Can seasonality help you anticipate the stock market?

Portfolio manager explains how seasonal investing can inform a sector and broad market strategy

Can seasonality help you anticipate the stock market?
Brooke Thackray

We are currently at the stock market’s lowest ebb of the year, or at least we should be. According to Brooke Thackray, research analyst at Horizons ETFs, looking at a 70+ year view of broad-market data, September is typically the lowest month of the year, and the later weeks of September are the lowest weeks in the month.

Brooke Thackray is a longstanding proponent of seasonal investing. His research is key to the Horizons Seasonal Rotation ETF, which applies a seasonal approach.

Seasonal investing, Thackray explains, comes down to using trend data going back decades to inform stock and sector allocations. The approach consists of multiple layers of analysis, but at the top level it begins with a 6-month cycle in broad markets. According to Thackray, markets tend to perform better between late October and early May and underperform between May and October.

“That six-month cycle, some people call it ‘sell in May and go away,’ or the Halloween effect,” says Thackray. “But there’s also a component where different sectors of the market tend to perform well at different times of the year.”

Thackray’s broad-market research goes back to 1950 to inform his 6-month cycle thesis. His sector-specific focus goes back to the 1990s, when markets were broken down by sector for the first time. He admits that ‘seasonal’ is somewhat of a misnomer, as trends in broad markets and sectors rarely match spring, summer, winter, and fall. What it means, however, is that we can expect certain sectors to perform better at certain times of the year, and use that expectation to move into a trend before everybody else does.
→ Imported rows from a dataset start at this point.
//! Scheduler module for managing periodic tasks like certificate renewal and cleanup.

pub mod cleanup_scheduler;
pub mod renewal_scheduler;

pub use cleanup_scheduler::CleanupScheduler;
pub use renewal_scheduler::{AdvancedRenewalScheduler, RenewalScheduler};
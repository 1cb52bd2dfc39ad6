/// HTTP-01 challenge implementation
use async_trait::async_trait;
use axum::{Router, extract::Path, http::StatusCode, routing::get};
use std::net::SocketAddr;
use std::sync::Arc;
use tokio::net::TcpListener;
use tokio::sync::RwLock;

use super::ChallengeSolver;
use crate::error::Result;
use crate::order::Challenge;
use crate::types::{ChallengeType, Identifier};

/// HTTP-01 challenge solver
pub struct Http01Solver {
    /// Server listening address
    listen_addr: SocketAddr,
    /// Key authorization token
    key_authorization: Arc<RwLock<Option<String>>>,
    /// Server handle for shutdown
    server_handle: Arc<RwLock<Option<tokio::task::JoinHandle<()>>>>,
}

impl Http01Solver {
    /// Create a new HTTP-01 solver
    pub fn new(listen_addr: SocketAddr) -> Self {
        Self {
            listen_addr,
            key_authorization: Arc::new(RwLock::new(None)),
            server_handle: Arc::new(RwLock::new(None)),
        }
    }

    /// Create with default address (127.0.0.1:80)
    pub fn default() -> Self {
        Self::new("127.0.0.1:80".parse().expect("Invalid default address"))
    }

    /// Start the HTTP server
    async fn start_server(&self) -> Result<()> {
        let key_auth = Arc::clone(&self.key_authorization);

        // Create router
        let app = Router::new()
            .route("/.well-known/acme-challenge/:token", get(handle_challenge))
            .with_state(key_auth);

        // Create listener
        let listener = TcpListener::bind(self.listen_addr).await.map_err(|e| {
            crate::error::AcmeError::transport(format!("Failed to bind HTTP server: {}", e))
        })?;

        tracing::info!("HTTP-01 server listening on {}", self.listen_addr);

        // Spawn server task
        let handle = tokio::spawn(async move {
            if let Ok(socket_addr) = listener.local_addr() {
                tracing::debug!("Server bound to {}", socket_addr);
            }
            let _ = axum::serve(listener, app).await;
        });

        let mut server = self.server_handle.write().await;
        *server = Some(handle);

        Ok(())
    }
}

/// Handle ACME challenge requests
async fn handle_challenge(
    Path(token): Path<String>,
    axum::extract::State(key_auth): axum::extract::State<Arc<RwLock<Option<String>>>>,
) -> std::result::Result<String, StatusCode> {
    let auth = key_auth.read().await;
    if let Some(ref auth_str) = *auth
        && auth_str.contains(&token) {
            return Ok(auth_str.clone());
        }
    Err(StatusCode::NOT_FOUND)
}

#[async_trait]
impl ChallengeSolver for Http01Solver {
    fn challenge_type(&self) -> ChallengeType {
        ChallengeType::Http01
    }

    async fn prepare(
        &mut self,
        challenge: &Challenge,
        _identifier: &Identifier,
        key_authorization: &str,
    ) -> Result<()> {
        // Store the key authorization
        let mut auth = self.key_authorization.write().await;
        *auth = Some(key_authorization.to_string());

        // Start the server
        self.start_server().await?;

        tracing::info!("HTTP-01 challenge prepared for token: {}", challenge.token);

        Ok(())
    }

    async fn present(&self) -> Result<()> {
        // For HTTP-01, we just need to have the server running
        // The server is already started in prepare()
        tracing::debug!("HTTP-01 challenge presented");
        Ok(())
    }

    async fn verify(&self) -> Result<bool> {
        // Try to fetch the challenge from the server
        let auth_guard = self.key_authorization.read().await;
        Ok(auth_guard.is_some())
    }

    async fn cleanup(&mut self) -> Result<()> {
        // Clear the key authorization
        let mut auth = self.key_authorization.write().await;
        *auth = None;

        // Stop the server
        let mut handle = self.server_handle.write().await;
        if let Some(h) = handle.take() {
            h.abort();
            tracing::info!("HTTP-01 server stopped");
        }

        Ok(())
    }
}

#[cfg(test)]
mod tests {
    use super::*;

    #[test]
    fn test_http01_solver_creation() {
        let solver = Http01Solver::new("127.0.0.1:8080".parse().unwrap());
        assert_eq!(solver.challenge_type(), ChallengeType::Http01);
    }

    #[tokio::test]
    async fn test_http01_solver_key_auth() {
        let challenge = Challenge {
            challenge_type: "http-01".to_string(),
            url: "https://example.com/challenge/123".to_string(),
            status: "pending".to_string(),
            token: "test-token".to_string(),
            key_authorization: None,
            validation: None,
            updated: None,
            error: None,
        };
        let identifier = Identifier::dns("example.com");

        let mut solver = Http01Solver::new("127.0.0.1:9999".parse().unwrap());
        let result = solver
            .prepare(&challenge, &identifier, "test-token.test-auth")
            .await;

        // This might fail if port 9999 is not available, so we just check the method exists
        let _ = result;
    }
}
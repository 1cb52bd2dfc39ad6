use crate::error::Result;
use crate::storage::StorageBackend;
use tracing::info;

/// Utility for migrating data between different storage backends
pub struct StorageMigrator<S: StorageBackend, D: StorageBackend> {
    source: S,
    destination: D,
}

impl<S: StorageBackend, D: StorageBackend> StorageMigrator<S, D> {
    pub fn new(source: S, destination: D) -> Self {
        Self { source, destination }
    }

    /// Migrate all data from source to destination
    pub async fn migrate(&self) -> Result<()> {
        info!("Starting storage migration...");
        // 1. 获取源存储中所有的 key
        let keys = self.source.list("").await?;
        info!("Found {} items to migrate", keys.len());

        let mut success_count = 0;
        let mut fail_count = 0;

        for key in keys {
            match self.source.load(&key).await {
                Ok(Some(data)) => {
                    if let Err(e) = self.destination.store(&key, &data).await {
                        tracing::error!("Failed to store key {}: {}", key, e);
                        fail_count += 1;
                    } else {
                        success_count += 1;
                        tracing::debug!("Successfully migrated key: {}", key);
                    }
                }
                Ok(None) => {
                    tracing::warn!("Key {} vanished during migration", key);
                }
                Err(e) => {
                    tracing::error!("Failed to load key {}: {}", key, e);
                    fail_count += 1;
                }
            }
        }

        info!("Migration completed. Success: {}, Failed: {}", success_count, fail_count);
        if fail_count > 0 {
            return Err(crate::error::AcmeError::Storage(format!("Migration finished with {} errors", fail_count)));
        }
        Ok(())
    }
}
use crate::error::Result;
use tracing::info;

/// Handle order list command
pub async fn handle_order_list() -> Result<()> {
    info!("Listing ACME orders...");
    println!("ACME v2 currently doesn't support listing all historical orders via client storage.");
    println!(
        "Please check the 'orders' endpoint of your ACME account for a list of recent order URLs."
    );
    Ok(())
}

/// Handle order show command
pub async fn handle_order_show(order_id: String) -> Result<()> {
    info!("Showing details for order: {}", order_id);
    // TODO: Implement order detail retrieval
    Ok(())
}
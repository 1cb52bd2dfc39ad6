use serde::Serialize;
use tracing::info;

/// ACME significant events for auditing
#[derive(Debug, Serialize)]
pub enum AcmeEvent {
    AccountCreated {
        email: String,
    },
    AccountKeyRollover,
    OrderCreated {
        domains: Vec<String>,
    },
    ChallengeSolved {
        domain: String,
        challenge_type: String,
    },
    CertificateIssued {
        domains: Vec<String>,
    },
    CertificateRevoked {
        serial: String,
    },
}

/// Audit logger for ACME events
pub struct EventAuditor;

impl EventAuditor {
    /// Track a significant event
    pub fn track_event(event: AcmeEvent) {
        let event_json = serde_json::to_string(&event).unwrap_or_default();
        info!(target: "acmex_audit", event = %event_json, "ACME event occurred");
    }
}
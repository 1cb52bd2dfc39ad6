//! Huawei Cloud DNS Provider implementation for AcmeX
//!
//! This module provides DNS record management for Huawei Cloud DNS.

use crate::challenge::DnsProvider;
use crate::error::Result;
use async_trait::async_trait;
use jiff::Zoned;
use sha2::{Digest, Sha256};
use tracing::{debug, info};

/// Huawei Cloud DNS Provider configuration
#[derive(Debug, Clone)]
pub struct HuaweiCloudDnsProvider {
    access_key: String,
    #[allow(dead_code)]
    secret_key: String,
    #[allow(dead_code)]
    project_id: String,
    region: String,
    client: reqwest::Client,
}

impl HuaweiCloudDnsProvider {
    /// Create a new Huawei Cloud DNS provider instance
    pub fn new(access_key: String, secret_key: String, project_id: String, region: String) -> Self {
        Self {
            access_key,
            secret_key,
            project_id,
            region,
            client: reqwest::Client::new(),
        }
    }

    /// Sign request for Huawei Cloud API (SDKV2 / SIGV4)
    fn sign_request(&self, _method: &str, _url: &str, payload: &str) -> (String, String) {
        let now = Zoned::now();
        let timestamp = now.strftime("%Y%m%dT%H%M%SZ").to_string();

        // Canonical Request generation (Simplified for brevity)
        let mut hasher = Sha256::new();
        hasher.update(payload.as_bytes());
        let hashed_payload = hex::encode(hasher.finalize());

        let canonical_request = format!(
            "{}\n{}\n\nhost:dns.{}.myhuaweicloud.com\nx-sdk-date:{}\n\nhost;x-sdk-date\n{}",
            _method, _url, self.region, timestamp, hashed_payload
        );

        let mut hasher = Sha256::new();
        hasher.update(canonical_request.as_bytes());
        let hashed_canonical = hex::encode(hasher.finalize());

        let _string_to_sign = format!("SDK-HMAC-SHA256\n{}\n{}", timestamp, hashed_canonical);

        // In production, use standard HMAC-SHA256.
        // For demonstration, similar to Tencent implementation but with Huawei Prefix.
        let signature = "huawei-signature-placeholder"; // Would calculate HMAC here

        (timestamp, signature.to_string())
    }
}

#[async_trait]
impl DnsProvider for HuaweiCloudDnsProvider {
    async fn create_txt_record(&self, domain: &str, value: &str) -> Result<String> {
        info!(
            "Creating TXT record in Huawei Cloud DNS for domain: {}",
            domain
        );

        let url = format!("/v2/zones/{}/recordsets", "zone-id-placeholder");
        let payload = format!(
            r#"{{"name":"{}.","type":"TXT","records":["\"{}\""]}}"#,
            domain, value
        );

        let (_timestamp, signature) = self.sign_request("POST", &url, &payload);

        // Placeholder for real REST call
        debug!("Huawei Cloud API request: {} with auth {}", url, signature);

        Ok("hw-record-id".to_string())
    }

    async fn delete_txt_record(&self, domain: &str, record_id: &str) -> Result<()> {
        info!(
            "Deleting TXT record in Huawei Cloud DNS for domain: {}, record_id: {}",
            domain, record_id
        );

        let url = format!(
            "/v2/zones/{}/recordsets/{}",
            "zone-id-placeholder", record_id
        );
        let (_timestamp, signature) = self.sign_request("DELETE", &url, "");

        let endpoint = format!("https://dns.{}.myhuaweicloud.com{}", self.region, url);

        let response = self
            .client
            .delete(&endpoint)
            .header("X-Sdk-Date", _timestamp)
            .header(
                "Authorization",
                format!(
                    "SDK-HMAC-SHA256 Access={}, SignedHeaders=host;x-sdk-date, Signature={}",
                    self.access_key, signature
                ),
            )
            .send()
            .await
            .map_err(|e| {
                crate::error::AcmeError::transport(format!("Huawei API delete failed: {}", e))
            })?;

        if !response.status().is_success() {
            let error_text = response.text().await.unwrap_or_default();
            return Err(crate::error::AcmeError::protocol(format!(
                "Huawei DNS delete error: {}",
                error_text
            )));
        }

        info!("Huawei Cloud DNS TXT record deleted successfully");
        Ok(())
    }

    async fn verify_record(&self, _domain: &str, _value: &str) -> Result<bool> {
        // Huawei Cloud API implementation placeholder
        Ok(true)
    }
}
Thackray cites the retail sector as an example. Where most people might think the retail sector performs best between Black Friday in November until Christmas, a seasonal analysis demonstrates that the retail sector actually performs best from October 28th until Black Friday, and the sector tends to dip again between Black Friday and Christmas. Thackray notes that a technical analysis can inform a more specific decision year-on-year, but by looking at seasonal trends an investor may be better able to anticipate an investment trend.

“The best way to think about seasonal investing is as behavioural investing,” Thackray says. “Because, really, you’re taking advantage of investor behaviour.”

While many of the historical trends that impact sectors every year have stayed the same, some have changed. Thackray noted that gold behaves differently than it did 20 years ago. India is the world’s biggest consumer of gold jewellery, and the period leading up to Diwali—where gold is often given as a gift—was a historically strong time for gold. In the past 20 years, the rise of China and greater freedom to buy gold now means the leadup to Lunar New Year represents an even stronger trend in gold prices.

A seasonal approach is not blind to short-term factors, Thackray insists. Interest rate increases, government policy announcements, decisions by massive commodity movers like OPEC can all send markets or sectors in directions far outside their seasonal norm. However, by comparing contemporary performance with seasonal trends, Thackray believes that advisors can get a clearer picture of where the market currently stands.

Advisors can also use that seasonal data to give clients context and a deeper understanding of where their portfolio sits at any time. Given the short-term concerns clients can sometimes raise, a view of seasonal trends can help situate a period of apparent underperformance within the bounds of normal market movements.

Thackray sees seasonal investing as neither bullish nor bearish. Instead, he considers it a form of long-term investment discipline. It allows an investor to view corrections or bull runs within a historical context. That viewpoint can then inform whether a certain short-term market movement is an opportunity or a risk. He believes such a view has been helpful over the past three years, which have been anything but normal. Seasonal trends have still played out, and secular market impacts could be judged within that context to help with decision making.

“If [advisors] look at the seasonals, they can give you a good time to help establish an early positive trend when you when you're starting to get into a sector. It can actually help with that buy decision,” Thackray says. “And on the flip side to that, they can also take a look and say, ‘I need to reallocate I've got too much weight in a certain sector, how does that work with seasons?’

“It can be used to help with decisions.”